The collective evidence suggests that while achieving disease control remains crucial, routine intensive cytoreduction for MDS does not consistently improve post-allo-SCT outcomes compared to less toxic alternatives. This directly supports our observation that FLAMSA did not improve outcomes in untreated MDS, suggesting an added induction-like phase may not benefit this patient population.

Interestingly, FLAMSA has shown efficacy in other contexts. The original report by Schmid et al. included 75 patients with relapsed or refractory AML (R/R AML) and MDS, reporting promising outcomes with a 1-year NRM of 33%, and 2-year OS and LFS of 42% and 40% respectively [10]. Similarly, their study of 103 refractory AML patients undergoing allo-SCT with FLAMSA-RIC and prophylactic DLIs showed meaningful survival rates with a 4-year OS of 32% and LFS of 30% [29]. These findings highlight FLAMSA’s potential utility in R/R AML, particularly with strategies like prophylactic DLI.

The contrast between FLAMSA’s efficacy in R/R settings versus our findings in untreated MDS reinforces the critical role of disease status in conditioning regimen selection.
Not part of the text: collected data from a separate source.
// forecourt-core: vehicle catalogue query engine + finance quote calculator.
// two independent pure components composed by the host UI layer: the query
// engine narrows and orders the stock list, the finance calculator turns a
// price/deposit/term triple into a loan quote. all computation is
// deterministic with no external I/O.
//
// file map (search X.0 for structs, X.1+ for logic):
//   1.x  types.rs: primitives: VehicleId, Money, SortDirection
//   2.x  vehicle.rs: VehicleRecord, SortField, SortSpec
//   3.x  query.rs: free-text filter + multi-field stable sort
//   4.x  catalogue.rs: materialized stock collection, id lookup, demo seed
//   5.x  finance.rs: quote calculation, validation predicates, quote slot
//   6.x  input.rs: keystroke clamping into closed numeric ranges

pub mod catalogue;
pub mod finance;
pub mod input;
pub mod query;
pub mod types;
pub mod vehicle;

// re exports for convenience
pub use catalogue::*;
pub use finance::*;
pub use input::*;
pub use query::*;
pub use types::*;
pub use vehicle::*;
This distinction is further supported by an EBMT ALWP registry study of 1018 patients with R/R AML, which found that FLAMSA-RIC resulted in lower 2-year NRM (7%) and improved OS compared to MAC, though with higher relapse rates [12]. Similarly, our previous study comparing TB, FLAMSA-BuFlu, and Treo-Flu in CMML patients undergoing allo-SCT showed FLAMSA did not improve transplant outcomes [30].
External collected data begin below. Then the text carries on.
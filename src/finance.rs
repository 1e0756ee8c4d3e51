//! Finance quote calculation and input validation.
//!
//! The arithmetic is exact Decimal division with no rounding; formatting a
//! monthly payment to two places is the host's job. Validation is split out
//! from calculation on purpose: the predicates are cheap enough to run on
//! every keystroke, while `calculate` assumes a caller that has already
//! gated its inputs.

use crate::types::Money;
use rust_decimal::Decimal;
use rust_decimal_macros::dec;
use serde::{Deserialize, Serialize};

/// Fraction of the vehicle price taken as deposit when none is given.
pub const DEFAULT_DEPOSIT_RATE: Decimal = dec!(0.10);
/// Loan length used when none is given.
pub const DEFAULT_TERM_MONTHS: u32 = 60;
/// Longest loan on offer.
pub const MAX_TERM_MONTHS: i64 = 120;

#[derive(Debug, Clone, Copy, PartialEq, Eq, Serialize, Deserialize)]
#[serde(rename_all = "camelCase")]
pub struct FinanceInputs {
    pub deposit: Money,
    /// Loan length in months.
    pub term: u32,
}

/// The computed outcome for one price/deposit/term triple. Immutable once
/// produced; `total_amount_of_credit` is exactly `on_the_road_price -
/// total_deposit` and `monthly_payment` is exactly the credit divided by the
/// number of payments.
#[derive(Debug, Clone, Copy, PartialEq, Eq, Serialize, Deserialize)]
#[serde(rename_all = "camelCase")]
pub struct FinanceQuote {
    pub on_the_road_price: Money,
    pub total_deposit: Money,
    pub total_amount_of_credit: Money,
    pub number_of_monthly_payments: u32,
    pub monthly_payment: Money,
}

/// A quote together with the inputs that produced it, so a reader of the
/// current-quote slot can tell which request it answers.
#[derive(Debug, Clone, Copy, PartialEq, Eq, Serialize, Deserialize)]
pub struct FinanceResult {
    pub quote: FinanceQuote,
    pub inputs: FinanceInputs,
}

#[derive(Debug, Clone, PartialEq, Eq, thiserror::Error)]
pub enum FinanceError {
    #[error("monthly payment is undefined for a term of zero months")]
    UndefinedTerm,
}

/// True iff the deposit is strictly positive and no more than the price.
/// A zero deposit is arithmetically fine in `calculate` but rejected here:
/// the predicate gates user input, and the policy demands a real deposit.
pub fn is_valid_deposit(vehicle_price: Money, deposit: Money) -> bool {
    deposit.value() > Decimal::ZERO && deposit <= vehicle_price
}

/// True iff the term is between one month and [`MAX_TERM_MONTHS`] inclusive.
/// Takes a signed candidate because raw user input can go negative.
pub fn is_valid_term(term: i64) -> bool {
    term > 0 && term <= MAX_TERM_MONTHS
}

/// Quote calculator. Its only state is the single slot holding the most
/// recently computed result, replaced wholesale on every successful
/// `calculate`.
#[derive(Debug, Clone, Default)]
pub struct FinanceCalculator {
    current: Option<FinanceResult>,
}

impl FinanceCalculator {
    pub fn new() -> Self {
        Self { current: None }
    }

    /// The most recently computed result, by value. `None` until the first
    /// successful `calculate`. A failed call leaves the slot as it was.
    pub fn current_quote(&self) -> Option<FinanceResult> {
        self.current
    }

    /// Compute a quote. Callers are expected to have run `is_valid_term`
    /// first; a zero term fails here rather than dividing by zero.
    pub fn calculate(
        &mut self,
        vehicle_price: Money,
        inputs: FinanceInputs,
    ) -> Result<FinanceResult, FinanceError> {
        if inputs.term == 0 {
            return Err(FinanceError::UndefinedTerm);
        }

        let credit = vehicle_price.sub(inputs.deposit);
        let monthly = Money::new(credit.value() / Decimal::from(inputs.term));

        let quote = FinanceQuote {
            on_the_road_price: vehicle_price,
            total_deposit: inputs.deposit,
            total_amount_of_credit: credit,
            number_of_monthly_payments: inputs.term,
            monthly_payment: monthly,
        };

        let result = FinanceResult { quote, inputs };
        self.current = Some(result);
        Ok(result)
    }

    /// Quote with the policy defaults: 10% deposit over 60 months.
    pub fn calculate_default(&mut self, vehicle_price: Money) -> Result<FinanceResult, FinanceError> {
        let inputs = FinanceInputs {
            deposit: vehicle_price.mul(DEFAULT_DEPOSIT_RATE),
            term: DEFAULT_TERM_MONTHS,
        };
        self.calculate(vehicle_price, inputs)
    }
}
These findings are consistent with a separate EBMT registry study that compared sequential conditioning, MAC, and RIC in 303 patients with MDS and excess blasts. With a median follow-up of 67 months, they found no significant differences in 3-year OS (50%) and RFS (45%) between conditioning regimens [31]. Their MVA identified that outcomes were largely determined by baseline disease risk and patient characteristics rather than conditioning intensity, aligning with our results.

Since FLAMSA is primarily used as a RIC regimen, one might question whether its outcomes are comparable to MAC. However, the prospective randomized EBMT RICMAC study demonstrated similar long-term survival outcomes for RIC and MAC in MDS patients [32].
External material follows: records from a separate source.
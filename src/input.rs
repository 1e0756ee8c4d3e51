//! Clamping of raw keystroke input into a closed numeric range.
//!
//! This path runs on every keystroke, so a non-numeric candidate is a
//! recoverable rejection rather than a crash: the caller keeps whatever
//! value it already had and carries on.

use crate::types::Money;
use rust_decimal::prelude::ToPrimitive;
use rust_decimal::Decimal;

#[derive(Debug, Clone, PartialEq, Eq, thiserror::Error)]
pub enum InputError {
    #[error("'{0}' is not a number")]
    NotANumber(String),
}

/// Restrict a value to `[min, max]` inclusive. Idempotent: an in-range value
/// comes back unchanged.
pub fn clamp(value: Decimal, min: Decimal, max: Decimal) -> Decimal {
    debug_assert!(min <= max);
    if value < min {
        min
    } else if value > max {
        max
    } else {
        value
    }
}

/// Parse a raw candidate and clamp it into `[min, max]`. A candidate that
/// does not parse as a number fails with [`InputError::NotANumber`]; the
/// caller treats that as a no-op and retains its previous value.
pub fn clamp_candidate(raw: &str, min: Decimal, max: Decimal) -> Result<Decimal, InputError> {
    let value: Decimal = raw
        .trim()
        .parse()
        .map_err(|_| InputError::NotANumber(raw.to_string()))?;
    Ok(clamp(value, min, max))
}

/// Deposit input clamps into `[0, vehicle_price]`.
pub fn clamp_deposit(raw: &str, vehicle_price: Money) -> Result<Money, InputError> {
    clamp_candidate(raw, Decimal::ZERO, vehicle_price.value()).map(Money::new)
}

/// Term input clamps into `[1, max_term]`; pass
/// [`crate::finance::MAX_TERM_MONTHS`] unless the host offers a shorter
/// ceiling.
pub fn clamp_term(raw: &str, max_term: i64) -> Result<u32, InputError> {
    let clamped = clamp_candidate(raw, Decimal::ONE, Decimal::from(max_term))?;
    // the range is [1, max_term] so truncation stays in range
    Ok(clamped.trunc().to_u32().unwrap_or(1))
}

#[cfg(test)]
mod tests {
    use super::*;
    use crate::finance::MAX_TERM_MONTHS;
    use rust_decimal_macros::dec;

    #[test]
    fn clamps_above_and_below() {
        assert_eq!(clamp(dec!(35000), dec!(0), dec!(30000)), dec!(30000));
        assert_eq!(clamp(dec!(-1000), dec!(0), dec!(30000)), dec!(0));
    }

    #[test]
    fn in_range_value_is_untouched() {
        assert_eq!(clamp(dec!(12500), dec!(0), dec!(30000)), dec!(12500));
        // idempotence: clamping a clamped value is a no-op
        let once = clamp(dec!(99999), dec!(0), dec!(30000));
        assert_eq!(clamp(once, dec!(0), dec!(30000)), once);
    }

    #[test]
    fn non_numeric_candidate_is_rejected() {
        let err = clamp_candidate("abc", dec!(0), dec!(30000)).unwrap_err();
        assert_eq!(err, InputError::NotANumber("abc".to_string()));
        assert!(clamp_candidate("", dec!(0), dec!(30000)).is_err());
        assert!(clamp_candidate("12k", dec!(0), dec!(30000)).is_err());
    }

    #[test]
    fn numeric_candidate_parses_and_clamps() {
        assert_eq!(clamp_candidate(" 4000 ", dec!(0), dec!(30000)).unwrap(), dec!(4000));
        assert_eq!(clamp_candidate("4000.50", dec!(0), dec!(30000)).unwrap(), dec!(4000.50));
    }

    #[test]
    fn deposit_range_tracks_vehicle_price() {
        let price = Money::new(dec!(30000));
        assert_eq!(clamp_deposit("35000", price).unwrap(), price);
        assert_eq!(clamp_deposit("-1", price).unwrap(), Money::zero());
        assert_eq!(clamp_deposit("4000", price).unwrap(), Money::new(dec!(4000)));
    }

    #[test]
    fn term_range_is_one_to_max() {
        assert_eq!(clamp_term("0", MAX_TERM_MONTHS).unwrap(), 1);
        assert_eq!(clamp_term("121", MAX_TERM_MONTHS).unwrap(), 120);
        assert_eq!(clamp_term("48", MAX_TERM_MONTHS).unwrap(), 48);
        assert!(clamp_term("four", MAX_TERM_MONTHS).is_err());
    }
}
In light of these findings, FLAMSA-FB does not improve transplant outcomes in untreated MDS, where disease burden is lower than in relapsed or refractory settings. While sequential conditioning has shown benefits in high-risk AML and relapsed MDS, its role in newly diagnosed patients remains uncertain. Our results suggest that immediate transplantation with standard conditioning may be preferable, and further research is needed to refine patient selection criteria for sequential conditioning in this setting.

Our study has several limitations. The retrospective, single-center design introduces selection bias and limits generalizability. While the FLAMSA-FB group had a higher median blast percentage, we adjusted for this by incorporating IPSS into our propensity score and multivariable models. Incomplete cytogenetic and molecular data prevented their inclusion in our analysis, limiting our ability to account for disease biology. Our small sample size and heterogeneity in donor types and conditioning regimens could confound comparisons, though PSM helped reduce these imbalances. Low event counts precluded multivariable analysis for relapse and NRM. We included transplant year in both propensity score and multivariable analyses, while ATG use, though clinically relevant, was already balanced before matching, and its inclusion would have compromised match stability.

FLAMSA-FB does not improve survival or relapse rates in untreated MDS and is associated with higher chronic GVHD risk. Our findings suggest that the added cytoreductive phase offers no advantage in this setting, where immediate transplantation with standard conditioning may be preferable. Prospective studies are needed to confirm these findings.